### Task statement
Copy every line from the records that holds the word "hydrate".

[Records from a dataset]
impl ProductRepository {
    /// Creates a new ProductRepository.
    pub fn new(pool: SqlitePool) -> Self {
        ProductRepository { pool }
    }

    /// Inserts a new product together with its interstate and instate tax
    /// links.
    ///
    /// Either the product and all its links are written, or nothing is.
    ///
    /// ## Returns
    /// * `Ok(Product)` - Inserted product
    /// * `Err(DbError::NotFound)` - Category, unit or a linked tax doesn't exist
    /// * `Err(DbError::UniqueViolation)` - Name or SKU already exists
    pub async fn insert(&self, product: &Product) -> DbResult<Product> {
        debug!(sku = %product.sku, name = %product.name, "Inserting product");
        product.validate()?;

        let mut tx = self.pool.begin().await?;

        check_references(&mut tx, product).await?;

        sqlx::query(
            r#"
            INSERT INTO products (
                id, name, category_id, price, is_inclusive, sku,
                override_hsn, unit_id, is_active, created_at, updated_at
            ) VALUES (?1, ?2, ?3, ?4, ?5, ?6, ?7, ?8, ?9, ?10, ?11)
            "#,
        )
        .bind(&product.id)
        .bind(&product.name)
        .bind(&product.category_id)
        .bind(product.price.to_string())
        .bind(product.is_inclusive)
        .bind(&product.sku)
        .bind(&product.override_hsn)
        .bind(&product.unit_id)
        .bind(product.is_active)
        .bind(product.created_at)
        .bind(product.updated_at)
        .execute(&mut *tx)
        .await
        .map_err(|e| unique_error(e, product))?;

        for class in TaxClass::ALL {
            write_tax_links(&mut tx, &product.id, class, product.tax_ids(class)).await?;
        }

        tx.commit().await?;
        Ok(product.clone())
    }

    /// Gets a product by its ID, with both tax id sets.
    ///
    /// ## Returns
    /// * `Ok(Some(Product))` - Product found
    /// * `Ok(None)` - Product not found
    pub async fn get_by_id(&self, id: &ProductId) -> DbResult<Option<Product>> {
        let mut tx = self.pool.begin().await?;
        let product = fetch_product(&mut tx, id).await?;
        tx.commit().await?;
        Ok(product)
    }

    /// Gets a product by its SKU (without category prefix).
    pub async fn get_by_sku(&self, sku: &str) -> DbResult<Option<Product>> {
        let mut tx = self.pool.begin().await?;

        let sql = format!("SELECT {PRODUCT_COLUMNS} FROM products WHERE sku = ?1");
        let row = sqlx::query_as::<_, ProductRow>(&sql)
            .bind(sku.trim())
            .fetch_optional(&mut *tx)
            .await?;

        let product = match row {
            Some(row) => Some(hydrate(&mut tx, row).await?),
            None => None,
        };

        tx.commit().await?;
        Ok(product)
    }

    /// Lists active products sorted by name.
    pub async fn list_active(&self, limit: u32) -> DbResult<Vec<Product>> {
        let mut tx = self.pool.begin().await?;

        let sql = format!(
            "SELECT {PRODUCT_COLUMNS} FROM products WHERE is_active = 1 ORDER BY name LIMIT ?1"
        );
        let rows = sqlx::query_as::<_, ProductRow>(&sql)
            .bind(limit)
            .fetch_all(&mut *tx)
            .await?;

        let mut products = Vec::with_capacity(rows.len());
        for row in rows {
            products.push(hydrate(&mut tx, row).await?);
        }

        tx.commit().await?;
        debug!(count = products.len(), "Listed active products");
        Ok(products)
    }

    /// Updates an existing product, replacing both tax sets.
    ///
    /// ## Returns
    /// * `Ok(())` - Update successful
    /// * `Err(DbError::NotFound)` - Product, category, unit or a tax doesn't exist
    /// * `Err(DbError::UniqueViolation)` - Name or SKU taken
    pub async fn update(&self, product: &Product) -> DbResult<()> {
        debug!(id = %product.id, "Updating product");
        product.validate()?;

        let mut tx = self.pool.begin().await?;

        require_row(&mut tx, "products", "Product", product.id.as_str()).await?;
        check_references(&mut tx, product).await?;

        sqlx::query(
            r#"
            UPDATE products SET
                name = ?2,
                category_id = ?3,
                price = ?4,
                is_inclusive = ?5,
                sku = ?6,
                override_hsn = ?7,
                unit_id = ?8,
                is_active = ?9,
                updated_at = ?10
            WHERE id = ?1
            "#,
        )
        .bind(&product.id)
        .bind(&product.name)
        .bind(&product.category_id)
        .bind(product.price.to_string())
        .bind(product.is_inclusive)
        .bind(&product.sku)
        .bind(&product.override_hsn)
        .bind(&product.unit_id)
        .bind(product.is_active)
        .bind(Utc::now())
        .execute(&mut *tx)
        .await
        .map_err(|e| unique_error(e, product))?;

        for class in TaxClass::ALL {
            write_tax_links(&mut tx, &product.id, class, product.tax_ids(class)).await?;
        }

        tx.commit().await?;
        Ok(())
    }

    /// Replaces the tax set of one class. Duplicate ids collapse to one link.
    ///
    /// ## Example
    /// ```rust,ignore
    /// // Move a product from 18% to 12% IGST
    /// repo.set_tax_rates(&product.id, TaxClass::Interstate, &[igst_12.id]).await?;
    /// ```
    pub async fn set_tax_rates(
        &self,
        id: &ProductId,
        class: TaxClass,
        tax_ids: &[TaxId],
    ) -> DbResult<()> {
        debug!(id = %id, class = %class, count = tax_ids.len(), "Setting tax rates");

        let mut tx = self.pool.begin().await?;

        let mut product = fetch_product(&mut tx, id)
            .await?
            .ok_or_else(|| DbError::not_found("Product", id.as_str()))?;
        product.set_tax_ids(class, tax_ids.to_vec());

        for tax_id in product.tax_ids(class) {
            require_row(&mut tx, "taxes", "Tax", tax_id.as_str()).await?;
        }

        write_tax_links(&mut tx, id, class, product.tax_ids(class)).await?;

        sqlx::query("UPDATE products SET updated_at = ?2 WHERE id = ?1")
            .bind(id)
            .bind(Utc::now())
            .execute(&mut *tx)
            .await?;

        tx.commit().await?;
        Ok(())
    }

    /// Soft-deletes a product by setting is_active = false.
    ///
    /// ## Why Soft Delete?
    /// Billing history keeps referring to the product; only listings hide it.
    pub async fn deactivate(&self, id: &ProductId) -> DbResult<()> {
        debug!(id = %id, "Deactivating product");

        let result =
            sqlx::query("UPDATE products SET is_active = 0, updated_at = ?2 WHERE id = ?1")
                .bind(id)
                .bind(Utc::now())
                .execute(&self.pool)
                .await?;

        if result.rows_affected() == 0 {
            return Err(DbError::not_found("Product", id.as_str()));
        }

        Ok(())
    }

    /// Permanently deletes a product. Its tax links go with it; the taxes
    /// themselves stay.
    ///
    /// ## Returns
    /// * `Err(DbError::NotFound)` - Product doesn't exist
    /// * `Err(DbError::ReferentialIntegrity)` - The product still has images
    pub async fn delete(&self, id: &ProductId) -> DbResult<()> {
        debug!(id = %id, "Deleting product");

        let mut tx = self.pool.begin().await?;

        require_row(&mut tx, "products", "Product", id.as_str()).await?;

        let images = count_references(&mut tx, "product_images", "product_id", id.as_str()).await?;
        if images > 0 {
            warn!(id = %id, images, "Refusing to delete product with images");
            return Err(DbError::still_referenced(
                "Product",
                id.as_str(),
                format!("{images} image(s)"),
            ));
        }

        sqlx::query("DELETE FROM products WHERE id = ?1")
            .bind(id)
            .execute(&mut *tx)
            .await?;

        tx.commit().await?;
        Ok(())
    }

    /// Counts all products, active or not.
    pub async fn count(&self) -> DbResult<i64> {
        let count: i64 = sqlx::query_scalar("SELECT COUNT(*) FROM products")
            .fetch_one(&self.pool)
            .await?;
        Ok(count)
    }

    /// Reads a product, its category and both tax sets in one transaction.
    ///
    /// ## Returns
    /// * `Ok(ProductDetail)` - Consistent snapshot
    /// * `Err(DbError::NotFound)` - Product doesn't exist
    pub async fn get_detail(&self, id: &ProductId) -> DbResult<ProductDetail> {
        debug!(id = %id, "Loading product detail");

        let mut tx = self.pool.begin().await?;

        let product = fetch_product(&mut tx, id)
            .await?
            .ok_or_else(|| DbError::not_found("Product", id.as_str()))?;
        let category = fetch_category(&mut tx, &product.category_id)
            .await?
            .ok_or_else(|| DbError::not_found("Category", product.category_id.as_str()))?;
        let interstate = fetch_tax_set(&mut tx, id, TaxClass::Interstate).await?;
        let instate = fetch_tax_set(&mut tx, id, TaxClass::Instate).await?;

        tx.commit().await?;

        Ok(ProductDetail::new(product, category, interstate, instate)?)
    }

    /// Computes the interstate and instate tax amounts of a product.
    ///
    /// ## Returns
    /// * `Ok(TaxTotals)` - Both amounts, rounded to 2 places
    /// * `Err(DbError::NotFound)` - Product doesn't exist
    /// * `Err(DbError::Core(InvalidTaxConfiguration))` - Rates make the
    ///   inclusive formula undefined; no partial totals are returned
    pub async fn tax_totals(&self, id: &ProductId) -> DbResult<TaxTotals> {
        let detail = self.get_detail(id).await?;

        let totals = detail
            .total_interstate_tax()
            .and_then(|interstate| {
                Ok(TaxTotals {
                    interstate,
                    instate: detail.total_instate_tax()?,
                })
            })
            .map_err(|e| {
                warn!(id = %id, error = %e, "Tax computation failed");
                e
            })?;

        debug!(
            id = %id,
            interstate = %totals.interstate,
            instate = %totals.instate,
            "Computed tax totals"
        );
        Ok(totals)
    }

    /// Builds the API read projection for a product.
    pub async fn view(&self, id: &ProductId) -> DbResult<ProductView> {
        let detail = self.get_detail(id).await?;
        Ok(detail.to_view()?)
    }
}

### Exercise solution
            Some(row) => Some(hydrate(&mut tx, row).await?),
            products.push(hydrate(&mut tx, row).await?);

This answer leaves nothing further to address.